Andre Tremblay, Natural Resources Canada, CanmetMINING Natural Resources Canada’s CANMET Laboratories, in collaboration with the University of Ottawa, Environment Canada, and a number of oil sands and membrane companies is involved in developing a treatment process that utilizes ceramic membranes for the deoiling of oil sands produced water (PW) with specific focus on SAGD operations. The process is aimed at treating SAGD PW at high temperature (90 160°C) for recycling as boiler feed water and development methods for membrane modification and fabrication for a membrane that is resistant to fouling and flux decline.



BREAKOUT STREAM: OSPW ACTIVE TREATMENT TECHNOLOGIES 1:10 – 1:40 PM EFFECT OF OZONATION ON FOULING BEHAVIORS OF MEMBRANE BIOREACTORS FOR THE TREATMENT OF OSPW Room: Palomino Hall D-E

Dr. Yanyan Zhang, University of Alberta Membrane bioreactors (MBRs) have been widely used for municipal and industrial wastewater treatment. Our previous studies have disclosed that MBRs were effective in treating oil sands process affected water (OSPW). However, membrane fouling is the major issue of MBR systems since it not only deteriorates the system capacity as well as the effluent quality, but also increases the operation cost. Therefore, the development of antifouling strategy is important for the treatment of OSPW in a large scale. Given it has also been demonstrated the combination of mild ozonation and biodegradation could degrade the naphthenic acids in OSPW more effectively, the effect of ozonation in the membrane fouling behaviors was investigated in this study to explore the contribution of ozonation in membrane antifouling performance. Two identical anoxic aerobic membrane bioreactor systems (MLEMBRs) were used for treating raw and ozonated OSPWs (an ozone dose of 30 mg/L was applied), respectively. The membrane fouling behaviors in two reactors were studied for more than two years under continuous operation conditions. The objective of this study is: 1) to compare the membrane fouling behaviors of two reactors; 2) to investigate the mechanisms of membrane fouling; and 3) to develop the effective antifouling strategy for the treatment of OSPW.

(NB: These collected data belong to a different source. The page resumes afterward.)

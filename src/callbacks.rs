//! Host callback surface.
//!
//! Hosts implement only the hooks they care about; every method defaults to a
//! no-op.  [`dispatch`] fans a batch of reducer events out to them in order.

use crate::error::RejectionReason;
use crate::messages::CanvasEvent;
use crate::models::{Connection, ConnectorRef, Node, Position};
use crate::canvas::viewport::Viewport;
use crate::session::SessionKind;

#[allow(unused_variables)]
pub trait CanvasCallbacks {
    /// Called for every event before the specific hook.
    fn on_event(&mut self, event: &CanvasEvent) {}

    fn on_node_moved(&mut self, node_id: &str, position: Position) {}
    fn on_node_drag_start(&mut self, node_id: &str) {}
    fn on_node_drag_end(&mut self, node_id: &str) {}
    fn on_node_clicked(&mut self, node_id: &str) {}
    fn on_connection_created(&mut self, connection: &Connection) {}
    fn on_connection_creation_rejected(&mut self, reason: RejectionReason, from: &ConnectorRef, to: &ConnectorRef) {}
    fn on_connection_deleted(&mut self, connection_id: &str) {}
    fn on_node_added(&mut self, node: &Node) {}
    fn on_node_deleted(&mut self, node_id: &str) {}
    fn on_add_node_on_connection(&mut self, connection_id: &str) {}
    fn on_viewport_changed(&mut self, viewport: &Viewport) {}
    fn on_session_started(&mut self, kind: SessionKind) {}
    fn on_session_ended(&mut self, kind: SessionKind) {}
}

pub fn dispatch<C: CanvasCallbacks + ?Sized>(events: &[CanvasEvent], callbacks: &mut C) {
    for event in events {
        callbacks.on_event(event);
        match event {
            CanvasEvent::NodeMoved { node_id, position } => callbacks.on_node_moved(node_id, *position),
            CanvasEvent::NodeDragStarted { node_id } => callbacks.on_node_drag_start(node_id),
            CanvasEvent::NodeDragEnded { node_id } => callbacks.on_node_drag_end(node_id),
            CanvasEvent::NodeClicked { node_id } => callbacks.on_node_clicked(node_id),
            CanvasEvent::ConnectionCreated { connection } => callbacks.on_connection_created(connection),
            CanvasEvent::ConnectionCreationRejected { reason, from, to } => {
                callbacks.on_connection_creation_rejected(*reason, from, to)
            }
            CanvasEvent::ConnectionDeleted { connection_id } => callbacks.on_connection_deleted(connection_id),
            CanvasEvent::NodeAdded { node } => callbacks.on_node_added(node),
            CanvasEvent::NodeDeleted { node_id } => callbacks.on_node_deleted(node_id),
            CanvasEvent::AddNodeOnConnectionRequested { connection_id } => {
                callbacks.on_add_node_on_connection(connection_id)
            }
            CanvasEvent::ViewportChanged { viewport } => callbacks.on_viewport_changed(viewport),
            CanvasEvent::SessionStarted { kind } => callbacks.on_session_started(*kind),
            CanvasEvent::SessionEnded { kind } => callbacks.on_session_ended(*kind),
        }
    }
}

1:45 – 2:15 PM REMEDIATION OF OIL SANDS PROCESS-AFFECTED WATER (OSPW) BY INDIGENOUS MICROORGANISMS IN FIXED BED BIOFILM REACTORS Room: Palomino Hall D-E

Dr. Lei Zhang, University of Alberta, Department of Civil & Environmental Engineering Traditionally, biofiltration, which could combine the advantages of biological processes and physical processes, have been used for water and wastewater treatment due to their robustness, ease and simplicity of construction and low energy input. In this study, fixed bed biofilm reactors (biofilters) with sand and granular activated carbon (GAC) as media were investigated for their effectiveness in the treatment of OSPW. The main objective of this study is: 1) to investigate the effectiveness of fixed bed bioreactors for the treatment of OSPW; 2) to study the development and diversity of indigenous biofilm on different media; and 3) optimize the operation of fixed bed bioreactor to further improve the treatment efficiency.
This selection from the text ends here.